Política en 90 El caso Torreón y la inteligencia emocional de Goleman

Jorge Oropeza

Los hechos ocurridos en Torreón, Coahuila, en los que un niño protagonizó una balacera en su colegio quitándole la vida a su maestra y a sí mismo, han despertado el debate sobre el fortalecimiento de políticas públicas que desarrollen competencias de Inteligencia emocional.

Daniel Goleman fue el primer psicólogo en el mundo en colocar en las mesas especializadas este concepto que se refiere a la capacidad que las personas tenemos para entender emociones propias y ajenas, controlarlas y utilizarlas en favor de nuestro desarrollo humano.

Para Goleman, la Inteligencia emocional es el complemento del Coeficiente intelectual. Cualquiera de estas cualidades no se entiende sin la otra. La adecuada presencia de ambas nos lleva a tomar decisiones exitosas y su carencia, por el contrario, determinaciones trágicas.

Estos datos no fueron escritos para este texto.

//! `Reason` nodes.

use roxmltree::Node;

use super::xml;
use crate::application::error::SellerCenterError;
use crate::domain::FailureReason;

pub(super) fn failure_reason(node: Node<'_, '_>) -> Result<FailureReason, SellerCenterError> {
    Ok(FailureReason {
        code: xml::required_text(node, "Type")?,
        description: xml::required_text(node, "Name")?,
    })
}
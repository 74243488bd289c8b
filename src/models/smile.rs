//! Represents a small board-scoped decorative sprite.

use crate::models::file::FileType;
use chrono::{DateTime, Utc};
use serde::{Deserialize, Serialize};
use sqlx::FromRow;

/// A smile as stored in the database.
///
/// `(name, board)` is unique among smiles that are not soft-deleted.
#[derive(Serialize, Deserialize, Clone, FromRow, Debug)]
pub struct SmileRecord {
    pub id: i64,
    pub name: String,

    #[sqlx(json)]
    pub aliases: Vec<String>,

    pub board: String,

    /// Digest of the sprite bytes, which are stored as-is.
    #[sqlx(rename = "file_hash")]
    pub sha1: String,

    pub file_type: FileType,

    /// Soft-delete flag.
    pub deleted: bool,

    pub readonly: bool,

    #[sqlx(rename = "created")]
    pub created_at: DateTime<Utc>,
}

/// Caller-supplied fields for a smile that is not stored yet.
#[derive(Deserialize, Clone, Debug, Default)]
pub struct NewSmile {
    pub name: String,
    pub board: String,
    #[serde(default)]
    pub aliases: Vec<String>,
    #[serde(default)]
    pub readonly: bool,
}
//! Short-lived claim tokens binding a digest to a not-yet-committed post.

use chrono::{DateTime, Utc};
use serde::Serialize;

/// An opaque handle returned to the uploader.
///
/// Every upload gets its own token, even when the digest was already stored.
#[derive(Serialize, Clone, Debug, PartialEq, Eq)]
pub struct ClaimToken {
    pub token: String,
    pub sha1: String,
    pub expires_at: DateTime<Utc>,
}
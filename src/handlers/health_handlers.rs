//! Health & readiness handlers.
//!
//! - GET /healthz  -> liveness, no I/O
//! - GET /readyz   -> readiness: SQLite round-trip plus an asset-store write check

use crate::state::AppState;
use axum::{Json, extract::State, http::StatusCode, response::IntoResponse};
use serde::Serialize;
use std::{collections::HashMap, path::Path};
use tokio::fs;
use uuid::Uuid;

/// `GET /healthz`
pub async fn healthz() -> impl IntoResponse {
    (
        StatusCode::OK,
        Json(HealthResponse {
            status: "ok".into(),
        }),
    )
}

/// `GET /readyz`
///
/// HTTP 200 when every check passes, 503 otherwise. The body lists each
/// check with its error, if any.
pub async fn readyz(State(state): State<AppState>) -> impl IntoResponse {
    let mut checks = HashMap::new();
    checks.insert("sqlite", check_sqlite(&state).await);
    checks.insert("assets", check_disk(&state.store.assets.base_path).await);

    let ready = checks.values().all(|c| c.ok);
    let body = ReadyResponse {
        status: if ready { "ok" } else { "error" }.into(),
        checks,
    };
    let status = if ready {
        StatusCode::OK
    } else {
        StatusCode::SERVICE_UNAVAILABLE
    };
    (status, Json(body))
}

async fn check_sqlite(state: &AppState) -> CheckStatus {
    match sqlx::query_scalar::<_, i64>("SELECT 1")
        .fetch_one(&state.store.db)
        .await
    {
        Ok(1) => CheckStatus::passed(),
        Ok(v) => CheckStatus::failed(format!("unexpected result: {}", v)),
        Err(e) => CheckStatus::failed(format!("error: {}", e)),
    }
}

/// Write, read back and remove a marker file under `root`.
async fn check_disk(root: &Path) -> CheckStatus {
    let marker = root.join(format!(".readyz-{}", Uuid::new_v4()));
    let outcome = match fs::write(&marker, b"readyz").await {
        Ok(()) => match fs::read(&marker).await {
            Ok(bytes) if bytes == b"readyz" => CheckStatus::passed(),
            Ok(_) => CheckStatus::failed("marker content mismatch".into()),
            Err(e) => CheckStatus::failed(format!("could not read marker: {}", e)),
        },
        Err(e) => return CheckStatus::failed(format!("could not write marker: {}", e)),
    };

    if let Err(e) = fs::remove_file(&marker).await {
        tracing::warn!(path = %marker.display(), error = %e, "readiness marker left behind");
    }
    outcome
}

#[derive(Serialize)]
struct HealthResponse {
    status: String,
}

#[derive(Serialize)]
struct ReadyResponse {
    status: String,
    checks: HashMap<&'static str, CheckStatus>,
}

#[derive(Serialize)]
struct CheckStatus {
    ok: bool,
    error: Option<String>,
}

impl CheckStatus {
    fn passed() -> Self {
        Self { ok: true, error: None }
    }

    fn failed(error: String) -> Self {
        Self {
            ok: false,
            error: Some(error),
        }
    }
}

#[cfg(test)]
mod tests {
    use super::*;
    use tempfile::TempDir;

    #[tokio::test]
    async fn disk_check_passes_and_cleans_up() {
        let dir = TempDir::new().unwrap();
        let status = check_disk(dir.path()).await;
        assert!(status.ok, "{:?}", status.error);
        assert_eq!(std::fs::read_dir(dir.path()).unwrap().count(), 0);
    }

    #[tokio::test]
    async fn disk_check_fails_on_missing_root() {
        let dir = TempDir::new().unwrap();
        let status = check_disk(&dir.path().join("absent")).await;
        assert!(!status.ok);
        assert!(status.error.unwrap().contains("write"));
    }
}
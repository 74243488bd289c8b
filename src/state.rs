use crate::services::{dispatcher::Dispatcher, media_store::MediaStore, tokens::TokenIssuer};

/// Shared state handed to every handler.
#[derive(Clone)]
pub struct AppState {
    pub dispatcher: Dispatcher,
    pub store: MediaStore,
    pub tokens: TokenIssuer,
}
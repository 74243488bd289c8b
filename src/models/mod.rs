//! Core data models for the upload pipeline.
//!
//! Records map to SQLite rows via `sqlx::FromRow` and serialize as JSON via
//! `serde` for the HTTP boundary.

pub mod file;
pub mod smile;
pub mod token;
//! Built-in thumbnailer for still images, backed by the `image` crate.

use super::{ThumbError, Thumbnail, Thumbnailer, encode};
use crate::models::file::FileType;
use image::{GenericImageView, ImageFormat};

/// Maximum width or height of a thumbnail.
const THUMB_SIZE: u32 = 200;

/// Handles JPEG, PNG and GIF in-process; anything else is unsupported.
#[derive(Clone, Debug)]
pub struct ImageThumbnailer {
    max_dim: u32,
}

impl Default for ImageThumbnailer {
    fn default() -> Self {
        Self {
            max_dim: THUMB_SIZE,
        }
    }
}

impl Thumbnailer for ImageThumbnailer {
    fn generate(&self, _actor: &str, data: &[u8]) -> Result<Thumbnail, ThumbError> {
        let format = image::guess_format(data).map_err(|_| ThumbError::Unsupported)?;
        let mime = match format {
            ImageFormat::Jpeg => "image/jpeg",
            ImageFormat::Png => "image/png",
            ImageFormat::Gif => "image/gif",
            _ => return Err(ThumbError::Unsupported),
        };

        let img = image::load_from_memory_with_format(data, format)
            .map_err(|e| ThumbError::Process(e.to_string()))?;
        let (src_width, src_height) = img.dimensions();
        let has_alpha = img.color().has_alpha();

        // Never upscale.
        let thumb = if src_width > self.max_dim || src_height > self.max_dim {
            img.thumbnail(self.max_dim, self.max_dim)
        } else {
            img
        };
        let thumb_type = if has_alpha {
            FileType::Png
        } else {
            FileType::Jpeg
        };

        let (width, height) = thumb.dimensions();
        Ok(Thumbnail {
            mime: mime.to_string(),
            src_width: clamp_dim(src_width),
            src_height: clamp_dim(src_height),
            width: clamp_dim(width),
            height: clamp_dim(height),
            has_alpha,
            data: encode(&thumb, thumb_type)?,
            ..Thumbnail::default()
        })
    }
}

fn clamp_dim(value: u32) -> u16 {
    u16::try_from(value).unwrap_or(u16::MAX)
}

#[cfg(test)]
mod tests {
    use super::*;
    use crate::services::thumbnailer::tests::{jpeg_fixture, png_fixture};

    #[test]
    fn jpeg_gets_jpeg_thumbnail() {
        let thumb = ImageThumbnailer::default()
            .generate("tester", &jpeg_fixture(800, 600))
            .unwrap();
        assert_eq!(thumb.mime, "image/jpeg");
        assert_eq!(
            (thumb.src_width, thumb.src_height, thumb.width, thumb.height),
            (800, 600, 200, 150)
        );
        assert!(!thumb.has_alpha);
        assert_eq!(image::guess_format(&thumb.data).unwrap(), ImageFormat::Jpeg);
    }

    #[test]
    fn alpha_source_gets_png_thumbnail() {
        let thumb = ImageThumbnailer::default()
            .generate("tester", &png_fixture(400, 400))
            .unwrap();
        assert_eq!(thumb.mime, "image/png");
        assert!(thumb.has_alpha);
        assert_eq!((thumb.width, thumb.height), (200, 200));
        assert_eq!(image::guess_format(&thumb.data).unwrap(), ImageFormat::Png);
    }

    #[test]
    fn small_images_are_not_upscaled() {
        let thumb = ImageThumbnailer::default()
            .generate("tester", &jpeg_fixture(64, 32))
            .unwrap();
        assert_eq!((thumb.width, thumb.height), (64, 32));
    }

    #[test]
    fn non_images_are_unsupported() {
        let err = ImageThumbnailer::default()
            .generate("tester", b"%PDF-1.4 not really")
            .unwrap_err();
        assert!(matches!(err, ThumbError::Unsupported));
    }

    #[test]
    fn truncated_image_is_a_process_failure() {
        let mut data = png_fixture(50, 50);
        data.truncate(40);
        let err = ImageThumbnailer::default()
            .generate("tester", &data)
            .unwrap_err();
        assert!(matches!(err, ThumbError::Process(_)));
    }
}
//! TokenIssuer - mints and redeems claim tokens for stored digests.
//!
//! Tokens live in the `image_tokens` table with an absolute expiry
//! (unix seconds). A token is single-use: redeeming it deletes the row.
//! A live token also keeps its digest out of the reclamation sweep.

use crate::models::token::ClaimToken;
use crate::services::media_store::{StoreError, StoreResult};
use chrono::{DateTime, Utc};
use sqlx::{Executor, Sqlite, SqlitePool, Transaction};
use std::time::Duration;
use uuid::Uuid;

#[derive(Clone)]
pub struct TokenIssuer {
    db: SqlitePool,
    ttl: Duration,
}

impl TokenIssuer {
    pub fn new(db: SqlitePool, ttl: Duration) -> Self {
        Self { db, ttl }
    }

    /// Mint a fresh token for `sha1` if the digest is stored.
    ///
    /// Lookup and insert are one statement, so a concurrent sweep either
    /// removes the digest first (`None`) or finds it referenced.
    pub async fn mint(&self, sha1: &str) -> StoreResult<Option<ClaimToken>> {
        let (token, expires) = self.next_token();
        let result = sqlx::query(
            "INSERT INTO image_tokens (token, sha1, expires) \
             SELECT ?, sha1, ? FROM images WHERE sha1 = ?",
        )
        .bind(&token)
        .bind(expires)
        .bind(sha1)
        .execute(&self.db)
        .await?;

        if result.rows_affected() == 0 {
            return Ok(None);
        }
        Ok(Some(claim_token(token, sha1, expires)))
    }

    /// Mint a token inside a caller's transaction. The digest row must exist
    /// in that transaction.
    pub(crate) async fn mint_with<'e, E>(&self, executor: E, sha1: &str) -> StoreResult<ClaimToken>
    where
        E: Executor<'e, Database = Sqlite>,
    {
        let (token, expires) = self.next_token();
        sqlx::query("INSERT INTO image_tokens (token, sha1, expires) VALUES (?, ?, ?)")
            .bind(&token)
            .bind(sha1)
            .bind(expires)
            .execute(executor)
            .await?;
        Ok(claim_token(token, sha1, expires))
    }

    /// Drop a token without attaching it anywhere.
    pub async fn revoke(&self, token: &str) -> StoreResult<()> {
        sqlx::query("DELETE FROM image_tokens WHERE token = ?")
            .bind(token)
            .execute(&self.db)
            .await?;
        Ok(())
    }

    /// Redeem a token, returning the digest it was bound to.
    ///
    /// Expired and unknown tokens both yield `None`.
    #[cfg(test)]
    pub async fn consume(&self, token: &str) -> StoreResult<Option<String>> {
        let mut tx = self.db.begin().await?;
        let sha1 = consume_in(&mut tx, token).await?;
        tx.commit().await?;
        Ok(sha1)
    }

    /// Redeem a token and attach its digest to a post in one transaction.
    pub async fn claim(&self, token: &str, post_id: i64) -> StoreResult<String> {
        let mut tx = self.db.begin().await?;
        let post_exists =
            sqlx::query_scalar::<_, bool>("SELECT EXISTS (SELECT 1 FROM posts WHERE id = ?)")
                .bind(post_id)
                .fetch_one(&mut *tx)
                .await?;
        if !post_exists {
            return Err(StoreError::PostNotFound);
        }

        let sha1 = consume_in(&mut tx, token)
            .await?
            .ok_or(StoreError::TokenNotFound)?;

        sqlx::query("INSERT INTO post_files (post_id, sha1) VALUES (?, ?)")
            .bind(post_id)
            .bind(&sha1)
            .execute(&mut *tx)
            .await?;

        tx.commit().await?;
        Ok(sha1)
    }

    /// Drop expired tokens, returning how many were removed.
    pub async fn expire(&self) -> StoreResult<u64> {
        let result = sqlx::query("DELETE FROM image_tokens WHERE expires <= ?")
            .bind(Utc::now().timestamp())
            .execute(&self.db)
            .await?;
        Ok(result.rows_affected())
    }

    fn next_token(&self) -> (String, i64) {
        let ttl = i64::try_from(self.ttl.as_secs()).unwrap_or(i64::MAX);
        let expires = Utc::now().timestamp().saturating_add(ttl);
        (Uuid::new_v4().simple().to_string(), expires)
    }
}

fn claim_token(token: String, sha1: &str, expires: i64) -> ClaimToken {
    ClaimToken {
        token,
        sha1: sha1.to_string(),
        expires_at: DateTime::from_timestamp(expires, 0).unwrap_or(DateTime::<Utc>::MAX_UTC),
    }
}

async fn consume_in(tx: &mut Transaction<'_, Sqlite>, token: &str) -> StoreResult<Option<String>> {
    let sha1 = sqlx::query_scalar::<_, String>(
        "DELETE FROM image_tokens WHERE token = ? AND expires > ? RETURNING sha1",
    )
    .bind(token)
    .bind(Utc::now().timestamp())
    .fetch_optional(&mut **tx)
    .await?;
    Ok(sha1)
}

#[cfg(test)]
mod tests {
    use super::*;
    use crate::services::media_store::tests::{store_sample, temp_store};
    use crate::services::upkeep::Upkeep;

    #[tokio::test]
    async fn tokens_are_single_use() {
        let (store, _db, _assets) = temp_store().await;
        let record = store_sample(&store, b"file").await;

        let issuer = TokenIssuer::new(store.db.clone(), Duration::from_secs(60));
        let first = issuer.mint(&record.sha1).await.unwrap().unwrap();
        let second = issuer.mint(&record.sha1).await.unwrap().unwrap();
        assert_ne!(first.token, second.token);
        assert_eq!(first.sha1, record.sha1);

        assert_eq!(
            issuer.consume(&first.token).await.unwrap(),
            Some(record.sha1.clone())
        );
        assert_eq!(issuer.consume(&first.token).await.unwrap(), None);
        assert_eq!(
            issuer.consume(&second.token).await.unwrap(),
            Some(record.sha1)
        );
    }

    #[tokio::test]
    async fn expired_tokens_cannot_be_claimed_and_are_swept() {
        let (store, _db, _assets) = temp_store().await;
        let record = store_sample(&store, b"file").await;

        let issuer = TokenIssuer::new(store.db.clone(), Duration::ZERO);
        let token = issuer.mint(&record.sha1).await.unwrap().unwrap();

        assert_eq!(issuer.consume(&token.token).await.unwrap(), None);
        // One from the commit, one minted here.
        assert_eq!(issuer.expire().await.unwrap(), 2);
    }

    #[tokio::test]
    async fn minting_for_a_reclaimed_digest_yields_nothing() {
        let (store, _db, _assets) = temp_store().await;
        let record = store_sample(&store, b"short lived").await;
        let issuer = TokenIssuer::new(store.db.clone(), Duration::from_secs(60));

        // The dedup lookup saw the row, then a sweep removed it.
        assert!(store.find_file(&record.sha1).await.unwrap().is_some());
        let upkeep = Upkeep::new(store.clone(), issuer.clone(), Duration::from_secs(60));
        assert_eq!(upkeep.delete_unused_files().await.unwrap(), 1);

        assert!(issuer.mint(&record.sha1).await.unwrap().is_none());
        let left: i64 = sqlx::query_scalar("SELECT COUNT(*) FROM image_tokens")
            .fetch_one(&store.db)
            .await
            .unwrap();
        assert_eq!(left, 0);
    }

    #[tokio::test]
    async fn huge_ttl_saturates_instead_of_wrapping() {
        let (store, _db, _assets) = temp_store().await;
        let record = store_sample(&store, b"forever").await;
        let issuer = TokenIssuer::new(store.db.clone(), Duration::from_secs(u64::MAX));

        let token = issuer.mint(&record.sha1).await.unwrap().unwrap();
        assert!(token.expires_at > Utc::now());
        assert_eq!(issuer.consume(&token.token).await.unwrap(), Some(record.sha1));
    }

    #[tokio::test]
    async fn claim_attaches_digest_to_post() {
        let (store, _db, _assets) = temp_store().await;
        let record = store_sample(&store, b"file").await;
        sqlx::query("INSERT INTO posts (id, board, time) VALUES (7, 'a', 0)")
            .execute(&store.db)
            .await
            .unwrap();

        let issuer = TokenIssuer::new(store.db.clone(), Duration::from_secs(60));
        let token = issuer.mint(&record.sha1).await.unwrap().unwrap();
        assert_eq!(issuer.claim(&token.token, 7).await.unwrap(), record.sha1);

        let refs: i64 = sqlx::query_scalar("SELECT COUNT(*) FROM post_files WHERE post_id = 7")
            .fetch_one(&store.db)
            .await
            .unwrap();
        assert_eq!(refs, 1);

        let err = issuer.claim(&token.token, 7).await.unwrap_err();
        assert!(matches!(err, StoreError::TokenNotFound));
    }

    #[tokio::test]
    async fn claim_for_missing_post_keeps_token() {
        let (store, _db, _assets) = temp_store().await;
        let record = store_sample(&store, b"file").await;
        let issuer = TokenIssuer::new(store.db.clone(), Duration::from_secs(60));
        let token = issuer.mint(&record.sha1).await.unwrap().unwrap();

        let err = issuer.claim(&token.token, 404).await.unwrap_err();
        assert!(matches!(err, StoreError::PostNotFound));
        assert_eq!(issuer.consume(&token.token).await.unwrap(), Some(record.sha1));
    }
}
use anyhow::{Context, Result};
use clap::Parser;
use std::{env, str::FromStr, time::Duration};

/// Centralized application configuration.
/// Combines environment variables and CLI arguments.
#[derive(Debug, Clone)]
pub struct AppConfig {
    pub host: String,
    pub port: u16,
    pub storage_dir: String,
    pub database_url: String,
    /// Ceiling for regular uploads, in bytes.
    pub max_upload_bytes: u64,
    /// Ceiling for smile uploads, in bytes.
    pub max_smile_bytes: u64,
    pub thumb_workers: usize,
    /// External thumbnailer command. `None` selects the built-in image thumbnailer.
    pub thumbnailer: Option<String>,
    pub token_ttl: Duration,
    pub identity_retention: Duration,
}

/// Command-line + environment configuration.
#[derive(Parser, Debug)]
#[command(author, version, about = "Media upload processing service")]
pub struct Args {
    /// Host to bind to (overrides IMAGER_HOST)
    #[arg(long)]
    pub host: Option<String>,

    /// Port to bind to (overrides IMAGER_PORT)
    #[arg(long)]
    pub port: Option<u16>,

    /// Directory where assets are stored (overrides IMAGER_STORAGE_DIR)
    #[arg(long)]
    pub storage_dir: Option<String>,

    /// Database URL (overrides IMAGER_DATABASE_URL)
    #[arg(long)]
    pub database_url: Option<String>,

    /// Maximum upload size in MiB (overrides IMAGER_MAX_SIZE_MB)
    #[arg(long)]
    pub max_size_mb: Option<u64>,

    /// Maximum smile size in KiB (overrides IMAGER_MAX_SMILE_KB)
    #[arg(long)]
    pub max_smile_kb: Option<u64>,

    /// Number of concurrent thumbnailing workers (overrides IMAGER_THUMB_WORKERS)
    #[arg(long)]
    pub thumb_workers: Option<usize>,

    /// External thumbnailer command (overrides IMAGER_THUMBNAILER)
    #[arg(long)]
    pub thumbnailer: Option<String>,

    /// Claim token lifetime in seconds (overrides IMAGER_TOKEN_TTL_SECS)
    #[arg(long)]
    pub token_ttl_secs: Option<u64>,

    /// Run migrations and exit
    #[arg(long)]
    pub migrate: bool,
}

impl AppConfig {
    /// Parse environment variables + CLI args into AppConfig and migrate flag.
    pub fn from_env_and_args() -> Result<(Self, bool)> {
        let args = Args::parse();

        // --- Environment fallback ---
        let env_host = env::var("IMAGER_HOST").unwrap_or_else(|_| "0.0.0.0".into());
        let env_port = env_parse("IMAGER_PORT", 8000)?;
        let env_storage =
            env::var("IMAGER_STORAGE_DIR").unwrap_or_else(|_| "./data/assets".into());
        let env_db = env::var("IMAGER_DATABASE_URL")
            .unwrap_or_else(|_| "sqlite://./data/meta/imager.db".into());
        let env_max_size_mb = env_parse("IMAGER_MAX_SIZE_MB", 20u64)?;
        let env_max_smile_kb = env_parse("IMAGER_MAX_SMILE_KB", 256u64)?;
        let env_workers = env_parse("IMAGER_THUMB_WORKERS", 3usize)?;
        let env_thumbnailer = env::var("IMAGER_THUMBNAILER")
            .ok()
            .filter(|cmd| !cmd.trim().is_empty());
        let env_token_ttl = env_parse("IMAGER_TOKEN_TTL_SECS", 60u64)?;
        let env_retention_days = env_parse("IMAGER_IDENTITY_RETENTION_DAYS", 7u64)?;

        let max_size_mb = args.max_size_mb.unwrap_or(env_max_size_mb);
        let max_smile_kb = args.max_smile_kb.unwrap_or(env_max_smile_kb);
        let token_ttl_secs = args.token_ttl_secs.unwrap_or(env_token_ttl);
        i64::try_from(token_ttl_secs)
            .with_context(|| format!("token lifetime of {} seconds is too large", token_ttl_secs))?;

        // --- Merge ---
        let cfg = Self {
            host: args.host.unwrap_or(env_host),
            port: args.port.unwrap_or(env_port),
            storage_dir: args.storage_dir.unwrap_or(env_storage),
            database_url: args.database_url.unwrap_or(env_db),
            max_upload_bytes: scaled(max_size_mb, 1024 * 1024, "maximum upload size")?,
            max_smile_bytes: scaled(max_smile_kb, 1024, "maximum smile size")?,
            thumb_workers: args.thumb_workers.unwrap_or(env_workers).max(1),
            thumbnailer: args.thumbnailer.or(env_thumbnailer),
            token_ttl: Duration::from_secs(token_ttl_secs),
            identity_retention: Duration::from_secs(scaled(
                env_retention_days,
                24 * 60 * 60,
                "identity retention",
            )?),
        };

        Ok((cfg, args.migrate))
    }

    pub fn addr(&self) -> String {
        format!("{}:{}", self.host, self.port)
    }
}

/// Convert a configured amount into base units, rejecting overflow.
fn scaled(value: u64, unit: u64, what: &str) -> Result<u64> {
    value
        .checked_mul(unit)
        .with_context(|| format!("{} of {} is too large", what, value))
}

/// Read `name` from the environment, falling back to `default` when unset.
fn env_parse<T>(name: &str, default: T) -> Result<T>
where
    T: FromStr,
    T::Err: std::error::Error + Send + Sync + 'static,
{
    match env::var(name) {
        Ok(value) => value
            .parse::<T>()
            .with_context(|| format!("parsing {} value `{}`", name, value)),
        Err(env::VarError::NotPresent) => Ok(default),
        Err(err) => Err(err).with_context(|| format!("reading {}", name)),
    }
}
//! Defines routes for uploads, stored assets and health checks.
//!
//! ## Structure
//! - **Uploads**
//!   - `POST /api/upload`          - upload a file, returns its record and a claim token
//!   - `POST /api/smiles/{board}`  - upload a smile sprite for a board
//!   - `POST /api/posts/{post_id}/files` - attach an uploaded file to a post by claim token
//!
//! - **Assets**
//!   - `GET  /assets/{kind}/{file}` - stream `src`, `thumb`, `blur` or `smile` assets
//!
//! - **Health**
//!   - `GET  /healthz`, `GET /readyz`

use crate::{
    handlers::{
        health_handlers::{healthz, readyz},
        upload_handlers::{claim_file, serve_asset, upload_file, upload_smile},
    },
    state::AppState,
};
use axum::{
    Router,
    extract::DefaultBodyLimit,
    routing::{get, post},
};

/// Multipart framing on top of the file itself.
const MULTIPART_OVERHEAD: usize = 64 * 1024;

/// Build the router. Request bodies are capped just above `max_upload_bytes`
/// so oversized uploads are refused before they are buffered.
pub fn routes(max_upload_bytes: u64) -> Router<AppState> {
    let body_limit = usize::try_from(max_upload_bytes)
        .unwrap_or(usize::MAX)
        .saturating_add(MULTIPART_OVERHEAD);

    Router::new()
        .route("/healthz", get(healthz))
        .route("/readyz", get(readyz))
        .route("/api/upload", post(upload_file))
        .route("/api/smiles/{board}", post(upload_smile))
        .route("/api/posts/{post_id}/files", post(claim_file))
        .route("/assets/{kind}/{file}", get(serve_asset))
        .layer(DefaultBodyLimit::max(body_limit))
}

Existen cinco elementos para entender la Inteligencia emocional. El primero es la Autoconciencia emocional, es decir, cómo entendemos lo que sentimos. El segundo, la Autorregulación emocional, que es cómo controlamos esos impulsos. El tercero es la Motivación, que tiene que ver con cómo orientamos esas energías. El cuarto elemento es la Empatía que no es más que comprender lo que las o los otros están sintiendo. Y el quinto son las Habilidades sociales para buscar siempre tomar las mejores decisiones considerando los valores del grupo al que pertenecemos.

Trabajar con la Inteligencia emocional no es nada nuevo. En México, se han dado esfuerzos en diversos momentos al implementar la Escuela para padres, el Programa Nacional de Convivencia Escolar y recientemente la materia socioemocional en la currícula. Sin embargo, tras lo ocurrido en Torreón, ni instituciones públicas ni sociales han sugerido estrategias para fortalecer entre padres, madres, docentes y alumnado, competencias de este tipo en el Sistema Educativo Nacional con el objetivo de prevenir la violencia escolar en México.